Your task is to transcribe the entries below exactly, from their first line down to the line containing "use serde::Deserialize;", and to stop there.

***** INPUT RECORDS *****

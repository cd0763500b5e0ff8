//! Google Sheets backend (Sheets v4 + Drive v3 REST, synchronous `ureq`).
//!
//! Obtaining the OAuth access token is outside this crate: the token is
//! handed in by the caller (usually read from an environment variable).

use crate::errors::{AppError, AppResult};
use crate::sheet::SheetSource;
use crate::sheet::address::CellAddress;
use serde::Deserialize;
use serde::de::DeserializeOwned;
use serde_json::json;
use std::time::Duration;
use url::Url;

const DRIVE_FILES_ENDPOINT: &str = "https://www.googleapis.com/drive/v3/files";
const SHEETS_API_BASE: &str = "https://sheets.googleapis.com/v4/spreadsheets";
const SPREADSHEET_MIME: &str = "application/vnd.google-apps.spreadsheet";

#[derive(Debug, Deserialize)]
struct DriveFileList {
    #[serde(default)]
    files: Vec<DriveFile>,
}

#[derive(Debug, Deserialize)]
struct DriveFile {
    id: String,
}

#[derive(Debug, Deserialize)]
struct SpreadsheetMeta {
    #[serde(default)]
    sheets: Vec<SheetMeta>,
}

#[derive(Debug, Deserialize)]
struct SheetMeta {
    properties: SheetProperties,
}

#[derive(Debug, Deserialize)]
struct SheetProperties {
    title: String,
}

#[derive(Debug, Deserialize)]
struct ValueRange {
    #[serde(default)]
    values: Vec<Vec<String>>,
}

pub struct GoogleSheet {
    agent: ureq::Agent,
    token: String,
    spreadsheet_id: String,
    title: String,
}

fn api_error(context: &str, err: ureq::Error) -> AppError {
    match err {
        ureq::Error::Status(code, response) => {
            let body = response.into_string().unwrap_or_default();
            AppError::SheetApi(format!("{context}: HTTP {code}: {body}"))
        }
        ureq::Error::Transport(transport) => {
            AppError::SheetApi(format!("{context}: transport error: {transport}"))
        }
    }
}

/// Read a response body and decode it as JSON.
fn read_json<T: DeserializeOwned>(response: ureq::Response) -> AppResult<T> {
    let body = response.into_string()?;
    Ok(serde_json::from_str(&body)?)
}

/// Grid of a `values.get` response body. A worksheet with no data has no
/// `values` key.
pub fn decode_values(body: &str) -> AppResult<Vec<Vec<String>>> {
    let range: ValueRange = serde_json::from_str(body)?;
    Ok(range.values)
}

/// `values` endpoint for `range`, with every path segment percent-encoded.
pub fn values_url(spreadsheet_id: &str, range: &str) -> AppResult<String> {
    let mut url = Url::parse(SHEETS_API_BASE)
        .map_err(|e| AppError::SheetApi(format!("invalid API base URL: {e}")))?;
    url.path_segments_mut()
        .map_err(|_| AppError::SheetApi("API base URL cannot take a path".into()))?
        .push(spreadsheet_id)
        .push("values")
        .push(range);
    Ok(url.into())
}

/// Quote a worksheet title for use in an A1 range.
fn quoted(title: &str) -> String {
    format!("'{}'", title.replace('\'', "''"))
}

impl GoogleSheet {
    /// Open the spreadsheet called `name` and select its first worksheet.
    pub fn open(name: &str, token: &str, timeout_secs: u64) -> AppResult<Self> {
        if token.trim().is_empty() {
            return Err(AppError::Config("Google access token is empty".into()));
        }

        let agent = ureq::AgentBuilder::new()
            .timeout(Duration::from_secs(timeout_secs))
            .build();
        let bearer = format!("Bearer {token}");

        let query = format!(
            "name = '{}' and mimeType = '{}' and trashed = false",
            name.replace('\'', "\\'"),
            SPREADSHEET_MIME
        );
        let list: DriveFileList = agent
            .get(DRIVE_FILES_ENDPOINT)
            .set("Authorization", &bearer)
            .query("q", &query)
            .query("fields", "files(id)")
            .call()
            .map_err(|e| api_error("listing spreadsheets", e))
            .and_then(read_json)?;

        let spreadsheet_id = list
            .files
            .into_iter()
            .next()
            .map(|f| f.id)
            .ok_or_else(|| AppError::SheetApi(format!("spreadsheet '{name}' not found")))?;

        let meta: SpreadsheetMeta = agent
            .get(&format!("{SHEETS_API_BASE}/{spreadsheet_id}"))
            .set("Authorization", &bearer)
            .query("fields", "sheets.properties.title")
            .call()
            .map_err(|e| api_error("reading spreadsheet metadata", e))
            .and_then(read_json)?;

        let title = meta
            .sheets
            .into_iter()
            .next()
            .map(|s| s.properties.title)
            .ok_or_else(|| AppError::SheetApi(format!("spreadsheet '{name}' has no worksheets")))?;

        Ok(Self {
            agent,
            token: bearer,
            spreadsheet_id,
            title,
        })
    }

    fn values_url(&self, range: &str) -> AppResult<String> {
        values_url(&self.spreadsheet_id, range)
    }
}

impl SheetSource for GoogleSheet {
    fn title(&self) -> &str {
        &self.title
    }

    fn fetch_values(&mut self) -> AppResult<Vec<Vec<String>>> {
        let body = self
            .agent
            .get(&self.values_url(&quoted(&self.title))?)
            .set("Authorization", &self.token)
            .call()
            .map_err(|e| api_error("reading worksheet values", e))?
            .into_string()?;
        decode_values(&body)
    }

    fn update_cell(&mut self, address: &CellAddress, value: &str) -> AppResult<()> {
        let range = format!("{}!{}", quoted(&self.title), address);
        self.agent
            .put(&self.values_url(&range)?)
            .set("Authorization", &self.token)
            .query("valueInputOption", "USER_ENTERED")
            .send_json(json!({ "range": range, "values": [[value]] }))
            .map_err(|e| api_error(&format!("writing cell {address}"), e))?;
        Ok(())
    }
}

*****

# [ANSWER AREA]
repository cd0763500b5e0ff8
//! Google Sheets backend (Sheets v4 + Drive v3 REST, synchronous `ureq`).
//!
//! Obtaining the OAuth access token is outside this crate: the token is
//! handed in by the caller (usually read from an environment variable).

use crate::errors::{AppError, AppResult};
use crate::sheet::SheetSource;
use crate::sheet::address::CellAddress;
use serde::Deserialize;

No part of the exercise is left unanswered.